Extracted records
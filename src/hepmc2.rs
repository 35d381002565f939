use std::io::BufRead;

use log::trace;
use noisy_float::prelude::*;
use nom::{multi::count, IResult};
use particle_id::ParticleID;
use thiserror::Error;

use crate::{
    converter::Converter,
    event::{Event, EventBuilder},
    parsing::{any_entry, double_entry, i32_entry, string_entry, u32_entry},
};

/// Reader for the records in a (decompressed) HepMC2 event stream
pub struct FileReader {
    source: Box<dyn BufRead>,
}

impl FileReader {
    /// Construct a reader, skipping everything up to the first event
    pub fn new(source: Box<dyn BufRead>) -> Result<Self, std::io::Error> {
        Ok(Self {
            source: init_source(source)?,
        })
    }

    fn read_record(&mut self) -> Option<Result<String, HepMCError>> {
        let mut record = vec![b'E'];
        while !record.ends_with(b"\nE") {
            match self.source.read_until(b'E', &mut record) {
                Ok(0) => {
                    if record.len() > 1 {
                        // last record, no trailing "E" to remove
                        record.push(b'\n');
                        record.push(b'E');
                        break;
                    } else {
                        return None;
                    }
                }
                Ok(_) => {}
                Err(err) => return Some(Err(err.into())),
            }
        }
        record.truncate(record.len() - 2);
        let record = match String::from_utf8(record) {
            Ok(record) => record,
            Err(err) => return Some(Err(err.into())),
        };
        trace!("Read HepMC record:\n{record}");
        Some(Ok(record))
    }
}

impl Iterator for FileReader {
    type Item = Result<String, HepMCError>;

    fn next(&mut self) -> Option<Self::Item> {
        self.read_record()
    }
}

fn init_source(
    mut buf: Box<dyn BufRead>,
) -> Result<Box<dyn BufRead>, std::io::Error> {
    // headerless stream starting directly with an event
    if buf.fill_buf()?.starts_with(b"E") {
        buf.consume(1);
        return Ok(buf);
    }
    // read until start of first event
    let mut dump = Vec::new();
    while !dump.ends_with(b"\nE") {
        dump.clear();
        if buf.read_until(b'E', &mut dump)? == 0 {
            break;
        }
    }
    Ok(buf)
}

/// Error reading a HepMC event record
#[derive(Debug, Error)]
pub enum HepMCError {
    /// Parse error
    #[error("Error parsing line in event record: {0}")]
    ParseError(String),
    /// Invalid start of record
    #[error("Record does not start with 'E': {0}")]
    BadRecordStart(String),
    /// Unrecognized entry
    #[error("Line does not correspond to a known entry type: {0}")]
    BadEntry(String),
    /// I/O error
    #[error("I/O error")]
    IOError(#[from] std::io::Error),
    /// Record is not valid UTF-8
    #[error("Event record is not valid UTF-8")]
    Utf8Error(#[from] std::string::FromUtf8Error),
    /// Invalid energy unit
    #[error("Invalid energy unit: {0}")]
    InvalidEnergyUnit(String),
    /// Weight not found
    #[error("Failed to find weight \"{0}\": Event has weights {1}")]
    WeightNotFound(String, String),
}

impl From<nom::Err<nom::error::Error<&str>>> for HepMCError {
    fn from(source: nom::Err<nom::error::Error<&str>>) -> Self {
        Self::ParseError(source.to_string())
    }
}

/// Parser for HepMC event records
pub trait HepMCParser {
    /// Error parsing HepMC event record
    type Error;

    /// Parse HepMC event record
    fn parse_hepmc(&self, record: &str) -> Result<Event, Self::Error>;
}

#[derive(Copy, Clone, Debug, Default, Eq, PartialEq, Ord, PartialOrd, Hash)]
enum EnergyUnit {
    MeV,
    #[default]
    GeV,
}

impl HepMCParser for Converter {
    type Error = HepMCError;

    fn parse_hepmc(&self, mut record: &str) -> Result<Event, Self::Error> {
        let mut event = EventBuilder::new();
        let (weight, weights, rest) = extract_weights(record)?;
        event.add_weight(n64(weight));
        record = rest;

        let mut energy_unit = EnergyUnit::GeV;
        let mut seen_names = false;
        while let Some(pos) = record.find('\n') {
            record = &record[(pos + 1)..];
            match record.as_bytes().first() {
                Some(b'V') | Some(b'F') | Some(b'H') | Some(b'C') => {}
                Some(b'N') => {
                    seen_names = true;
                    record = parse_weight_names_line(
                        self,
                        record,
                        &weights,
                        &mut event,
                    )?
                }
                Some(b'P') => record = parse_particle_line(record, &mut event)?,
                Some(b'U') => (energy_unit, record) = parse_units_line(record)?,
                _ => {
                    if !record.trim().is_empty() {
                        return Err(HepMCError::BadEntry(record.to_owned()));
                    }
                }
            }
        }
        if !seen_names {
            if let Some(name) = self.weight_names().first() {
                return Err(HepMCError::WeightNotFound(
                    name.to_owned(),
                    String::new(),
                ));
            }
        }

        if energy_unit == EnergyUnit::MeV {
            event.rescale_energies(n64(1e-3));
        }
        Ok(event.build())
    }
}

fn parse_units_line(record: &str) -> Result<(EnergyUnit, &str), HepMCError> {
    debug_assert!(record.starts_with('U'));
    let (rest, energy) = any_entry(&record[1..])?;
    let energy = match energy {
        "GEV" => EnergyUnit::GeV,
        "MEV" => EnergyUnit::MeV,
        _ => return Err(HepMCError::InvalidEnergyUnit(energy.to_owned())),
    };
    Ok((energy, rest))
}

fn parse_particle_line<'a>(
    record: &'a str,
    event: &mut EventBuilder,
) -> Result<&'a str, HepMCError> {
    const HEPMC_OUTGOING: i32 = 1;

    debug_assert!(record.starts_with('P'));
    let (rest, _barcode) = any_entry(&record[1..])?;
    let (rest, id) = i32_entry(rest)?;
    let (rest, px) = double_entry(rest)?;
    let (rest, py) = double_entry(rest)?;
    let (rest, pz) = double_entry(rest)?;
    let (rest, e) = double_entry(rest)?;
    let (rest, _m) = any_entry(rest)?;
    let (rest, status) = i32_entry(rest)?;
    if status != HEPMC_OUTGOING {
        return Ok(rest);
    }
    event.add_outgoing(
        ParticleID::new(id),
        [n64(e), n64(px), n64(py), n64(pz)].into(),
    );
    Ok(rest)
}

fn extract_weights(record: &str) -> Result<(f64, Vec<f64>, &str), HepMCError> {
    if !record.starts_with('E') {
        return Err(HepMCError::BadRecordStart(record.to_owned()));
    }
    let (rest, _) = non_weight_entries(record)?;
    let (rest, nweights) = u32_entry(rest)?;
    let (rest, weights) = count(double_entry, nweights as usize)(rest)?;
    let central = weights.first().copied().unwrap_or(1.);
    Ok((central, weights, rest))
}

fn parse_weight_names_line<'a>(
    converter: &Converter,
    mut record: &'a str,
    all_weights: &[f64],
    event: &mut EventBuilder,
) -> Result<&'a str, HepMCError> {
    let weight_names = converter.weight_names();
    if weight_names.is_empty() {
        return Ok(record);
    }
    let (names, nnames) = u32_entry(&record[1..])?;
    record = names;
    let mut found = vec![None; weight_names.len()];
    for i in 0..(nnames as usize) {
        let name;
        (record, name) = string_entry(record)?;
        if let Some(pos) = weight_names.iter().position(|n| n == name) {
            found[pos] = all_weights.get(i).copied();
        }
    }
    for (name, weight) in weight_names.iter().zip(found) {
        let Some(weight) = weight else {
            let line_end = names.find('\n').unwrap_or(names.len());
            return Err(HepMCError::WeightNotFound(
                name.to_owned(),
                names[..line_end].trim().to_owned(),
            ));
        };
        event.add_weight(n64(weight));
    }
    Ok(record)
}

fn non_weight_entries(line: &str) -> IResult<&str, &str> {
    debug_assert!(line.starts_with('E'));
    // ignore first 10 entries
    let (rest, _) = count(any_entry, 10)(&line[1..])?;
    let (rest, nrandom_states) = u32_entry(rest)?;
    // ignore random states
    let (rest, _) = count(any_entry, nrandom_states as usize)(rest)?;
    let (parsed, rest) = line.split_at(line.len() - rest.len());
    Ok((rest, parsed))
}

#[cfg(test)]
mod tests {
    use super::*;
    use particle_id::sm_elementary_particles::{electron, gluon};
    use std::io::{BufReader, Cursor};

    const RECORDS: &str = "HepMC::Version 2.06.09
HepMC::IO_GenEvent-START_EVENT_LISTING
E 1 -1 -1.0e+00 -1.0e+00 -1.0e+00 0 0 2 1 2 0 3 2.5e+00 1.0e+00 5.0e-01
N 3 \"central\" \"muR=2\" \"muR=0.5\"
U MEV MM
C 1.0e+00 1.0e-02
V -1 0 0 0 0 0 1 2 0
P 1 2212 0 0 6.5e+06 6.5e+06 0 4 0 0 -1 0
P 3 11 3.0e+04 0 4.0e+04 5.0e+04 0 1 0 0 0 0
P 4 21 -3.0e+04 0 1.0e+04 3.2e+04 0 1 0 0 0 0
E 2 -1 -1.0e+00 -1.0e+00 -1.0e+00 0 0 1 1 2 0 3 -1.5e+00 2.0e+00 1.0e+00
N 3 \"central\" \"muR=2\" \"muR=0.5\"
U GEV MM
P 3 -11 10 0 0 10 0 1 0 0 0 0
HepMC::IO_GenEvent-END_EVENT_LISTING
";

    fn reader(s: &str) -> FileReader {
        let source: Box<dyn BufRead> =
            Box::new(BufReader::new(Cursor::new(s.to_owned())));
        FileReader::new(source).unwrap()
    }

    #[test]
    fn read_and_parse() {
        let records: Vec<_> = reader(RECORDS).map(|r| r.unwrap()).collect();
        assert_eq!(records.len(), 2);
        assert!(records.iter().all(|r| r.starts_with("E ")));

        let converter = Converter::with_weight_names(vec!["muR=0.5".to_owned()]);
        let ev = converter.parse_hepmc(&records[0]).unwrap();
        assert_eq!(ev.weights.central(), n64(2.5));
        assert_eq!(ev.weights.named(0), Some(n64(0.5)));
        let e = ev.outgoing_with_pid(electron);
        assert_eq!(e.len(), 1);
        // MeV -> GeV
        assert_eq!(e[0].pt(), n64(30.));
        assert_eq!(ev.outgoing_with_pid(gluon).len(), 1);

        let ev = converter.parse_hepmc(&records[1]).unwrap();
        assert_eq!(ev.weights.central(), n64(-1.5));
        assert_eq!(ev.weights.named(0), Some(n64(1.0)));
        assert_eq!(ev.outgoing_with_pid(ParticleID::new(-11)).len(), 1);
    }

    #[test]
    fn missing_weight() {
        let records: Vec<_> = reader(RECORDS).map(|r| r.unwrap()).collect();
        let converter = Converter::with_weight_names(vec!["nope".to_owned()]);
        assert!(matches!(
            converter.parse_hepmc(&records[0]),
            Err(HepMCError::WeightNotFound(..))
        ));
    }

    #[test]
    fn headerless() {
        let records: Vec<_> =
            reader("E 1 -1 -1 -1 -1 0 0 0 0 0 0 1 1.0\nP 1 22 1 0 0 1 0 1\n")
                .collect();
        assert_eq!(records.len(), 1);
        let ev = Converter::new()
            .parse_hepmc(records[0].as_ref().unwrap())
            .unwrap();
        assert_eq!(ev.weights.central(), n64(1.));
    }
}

## [TRY IT]
Using the data above, transcribe the lines that run from the line with "let (parsed, rest)" to the line with "assert_eq!(ev.weights.named(0), Some(n64(1.0)));", both ends kept, and output nothing else.

## [TASK RESPONSE]
    let (parsed, rest) = line.split_at(line.len() - rest.len());
    Ok((rest, parsed))
}

#[cfg(test)]
mod tests {
    use super::*;
    use particle_id::sm_elementary_particles::{electron, gluon};
    use std::io::{BufReader, Cursor};

    const RECORDS: &str = "HepMC::Version 2.06.09
HepMC::IO_GenEvent-START_EVENT_LISTING
E 1 -1 -1.0e+00 -1.0e+00 -1.0e+00 0 0 2 1 2 0 3 2.5e+00 1.0e+00 5.0e-01
N 3 \"central\" \"muR=2\" \"muR=0.5\"
U MEV MM
C 1.0e+00 1.0e-02
V -1 0 0 0 0 0 1 2 0
P 1 2212 0 0 6.5e+06 6.5e+06 0 4 0 0 -1 0
P 3 11 3.0e+04 0 4.0e+04 5.0e+04 0 1 0 0 0 0
P 4 21 -3.0e+04 0 1.0e+04 3.2e+04 0 1 0 0 0 0
E 2 -1 -1.0e+00 -1.0e+00 -1.0e+00 0 0 1 1 2 0 3 -1.5e+00 2.0e+00 1.0e+00
N 3 \"central\" \"muR=2\" \"muR=0.5\"
U GEV MM
P 3 -11 10 0 0 10 0 1 0 0 0 0
HepMC::IO_GenEvent-END_EVENT_LISTING
";

    fn reader(s: &str) -> FileReader {
        let source: Box<dyn BufRead> =
            Box::new(BufReader::new(Cursor::new(s.to_owned())));
        FileReader::new(source).unwrap()
    }

    #[test]
    fn read_and_parse() {
        let records: Vec<_> = reader(RECORDS).map(|r| r.unwrap()).collect();
        assert_eq!(records.len(), 2);
        assert!(records.iter().all(|r| r.starts_with("E ")));

        let converter = Converter::with_weight_names(vec!["muR=0.5".to_owned()]);
        let ev = converter.parse_hepmc(&records[0]).unwrap();
        assert_eq!(ev.weights.central(), n64(2.5));
        assert_eq!(ev.weights.named(0), Some(n64(0.5)));
        let e = ev.outgoing_with_pid(electron);
        assert_eq!(e.len(), 1);
        // MeV -> GeV
        assert_eq!(e[0].pt(), n64(30.));
        assert_eq!(ev.outgoing_with_pid(gluon).len(), 1);

        let ev = converter.parse_hepmc(&records[1]).unwrap();
        assert_eq!(ev.weights.central(), n64(-1.5));
        assert_eq!(ev.weights.named(0), Some(n64(1.0)));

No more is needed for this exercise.